Ayla descubrió que disfrutaba realmente de la compañía de Levela y Beladora, y de la de Amelana cuando no visitaban otra caverna o Reunión de Verano. Hacían cosas juntas con sus hijos. A Amelana empezaba a notársele el embarazo, pero ya no tenía náuseas por las mañanas, y le sentaba bien andar. Se sentía a gusto y su vibrante buena salud, junto con su maternidad manifiesta, la hacían más atractiva a los ojos de Palidar y Tivonan, los ayudantes de Willamar. Pero a medida que continuaban la Gira de la Donier, deteniéndose a visitar sucesivas cavernas, Reuniones de Verano y emplazamientos sagrados, eran muchos los jóvenes que la encontraban igual de atractiva. Y ella disfrutaba con la atención.
Como a menudo Ayla estaba con la Zelandoni, las jóvenes aprendían algunos de los conocimientos que la Primera impartía a su acólita. Escuchaban y a veces participaban en las conversaciones sobre diversos temas —prácticas medicinales, identificación de plantas, maneras de contar, el significado de los colores y los números, los relatos y las canciones de las Historias y Leyendas de los Ancianos—, y la donier no parecía tener inconveniente en transmitirles su sabiduría. Sabía que en situaciones críticas no venía mal tener cerca a más personas que supieran qué hacer si debían actuar como ayudantes.

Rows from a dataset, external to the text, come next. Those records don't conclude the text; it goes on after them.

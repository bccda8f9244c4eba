//! Per-instance chain-data initialization from a fixed genesis file.

use std::path::{Path, PathBuf};
use std::process::Command;
use tracing::info;

use crate::error::{Result, SupervisorError};
use crate::platform;

/// Chain id 110110 ("Mars Credit"), Ethash consensus, zero-allocation
/// ledger, standard hard-fork block overrides zeroed. Byte-identical
/// across installs.
pub const GENESIS_JSON: &str = r#"{
  "config": {
    "chainId": 110110,
    "homesteadBlock": 0,
    "eip150Block": 0,
    "eip155Block": 0,
    "eip158Block": 0,
    "byzantiumBlock": 0,
    "constantinopleBlock": 0,
    "petersburgBlock": 0,
    "istanbulBlock": 0,
    "berlinBlock": 0,
    "londonBlock": 0,
    "ethash": {}
  },
  "difficulty": "0x400",
  "gasLimit": "0x1C9C380",
  "alloc": {}
}
"#;

/// Resolves the genesis file from a fixed search order: a packaged
/// resource directory first, then a development-tree fallback. Returns a
/// temp file containing [`GENESIS_JSON`] when neither is present, since the
/// genesis content itself never varies.
fn resolve_genesis_path(genesis_override: Option<&Path>) -> Result<PathBuf> {
    if let Some(p) = genesis_override {
        return Ok(p.to_path_buf());
    }

    let packaged = PathBuf::from("resources").join("genesis.json");
    if packaged.exists() {
        return Ok(packaged);
    }

    let dev_path = PathBuf::from("genesis").join("genesis.json");
    if dev_path.exists() {
        return Ok(dev_path);
    }

    let fallback = platform::root_dir().join("genesis.json");
    std::fs::create_dir_all(platform::root_dir())?;
    std::fs::write(&fallback, GENESIS_JSON)?;
    Ok(fallback)
}

/// Ensures `miners/<i>/geth/chaindata` is initialized. No-op when it
/// already exists — idempotent across restarts so previously synced chain
/// data is always preserved.
pub fn init_miner_data_dir(
    geth_binary_path: &Path,
    miner_index: u32,
    genesis_override: Option<&Path>,
) -> Result<()> {
    if platform::miner_chaindata_dir(miner_index).exists() {
        return Ok(());
    }

    let data_dir = platform::miner_data_dir(miner_index);
    std::fs::create_dir_all(&data_dir)?;
    std::fs::create_dir_all(platform::miner_keystore_dir(miner_index))?;
    std::fs::create_dir_all(platform::miner_logs_dir(miner_index))?;

    let genesis_path = resolve_genesis_path(genesis_override)?;

    let output = Command::new(geth_binary_path)
        .arg("--datadir")
        .arg(&data_dir)
        .arg("init")
        .arg(&genesis_path)
        .output()
        .map_err(|e| SupervisorError::SpawnFailed(e.to_string()))?;

    if !output.status.success() {
        return Err(SupervisorError::GenesisInitFailed {
            stdout: String::from_utf8_lossy(&output.stdout).to_string(),
            stderr: String::from_utf8_lossy(&output.stderr).to_string(),
        });
    }

    info!("miner {} chain data initialized", miner_index);
    Ok(())
}

#[cfg(test)]
mod tests {
    use super::*;

    #[test]
    fn resolve_genesis_path_honors_override() {
        let dir = tempfile::tempdir().unwrap();
        let custom = dir.path().join("custom-genesis.json");
        std::fs::write(&custom, GENESIS_JSON).unwrap();
        let resolved = resolve_genesis_path(Some(&custom)).unwrap();
        assert_eq!(resolved, custom);
    }
}
use crate::network::{wei_to_mars, RpcClient, REMOTE_RPC_URL};

#[tauri::command]
pub async fn network_get_balance(rpc_url: Option<String>, address: String) -> Result<String, String> {
    let client = RpcClient::new();
    let wei = client
        .get_balance_prefer_local(rpc_url.as_deref(), &address)
        .await
        .map_err(|e| e.to_string())?;
    wei_to_mars(&wei).map_err(|e| e.to_string())
}

#[tauri::command]
pub async fn network_miner_set_etherbase(rpc_url: String, address: String) -> Result<(), String> {
    RpcClient::new()
        .miner_set_etherbase(&rpc_url, &address)
        .await
        .map_err(|e| e.to_string())
}

#[tauri::command]
pub async fn network_miner_start(rpc_url: String, threads: u32) -> Result<(), String> {
    RpcClient::new()
        .miner_start(&rpc_url, threads)
        .await
        .map_err(|e| e.to_string())
}

#[tauri::command]
pub async fn network_miner_stop(rpc_url: String) -> Result<(), String> {
    RpcClient::new().miner_stop(&rpc_url).await.map_err(|e| e.to_string())
}

#[tauri::command]
pub async fn network_eth_mining(rpc_url: String) -> Result<bool, String> {
    RpcClient::new().eth_mining(&rpc_url).await.map_err(|e| e.to_string())
}

#[tauri::command]
pub async fn network_eth_hashrate(rpc_url: String) -> Result<u64, String> {
    RpcClient::new().eth_hashrate(&rpc_url).await.map_err(|e| e.to_string())
}

#[tauri::command]
pub async fn network_eth_block_number(rpc_url: String) -> Result<u64, String> {
    RpcClient::new()
        .eth_block_number(&rpc_url)
        .await
        .map_err(|e| e.to_string())
}

#[tauri::command]
pub async fn network_eth_syncing(rpc_url: String) -> Result<serde_json::Value, String> {
    RpcClient::new().eth_syncing(&rpc_url).await.map_err(|e| e.to_string())
}

#[tauri::command]
pub async fn network_net_peer_count(rpc_url: String) -> Result<u64, String> {
    RpcClient::new()
        .net_peer_count(&rpc_url)
        .await
        .map_err(|e| e.to_string())
}

#[tauri::command]
pub async fn network_get_remote_rpc_url() -> Result<String, String> {
    Ok(REMOTE_RPC_URL.to_string())
}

En su avance hacia el este, a menudo se toparon con ríos que descendían desde el macizo y desembocaban en el Mar del Sur. Como ninguno de ellos era demasiado grande, los viajeros se convirtieron en expertos en vadear cauces. Finalmente llegaron a uno que surcaba un gran valle de norte a sur, y los obligó a bordearlo hacia el norte hasta un afluente que vertía sus aguas desde el noreste, y lo siguieron.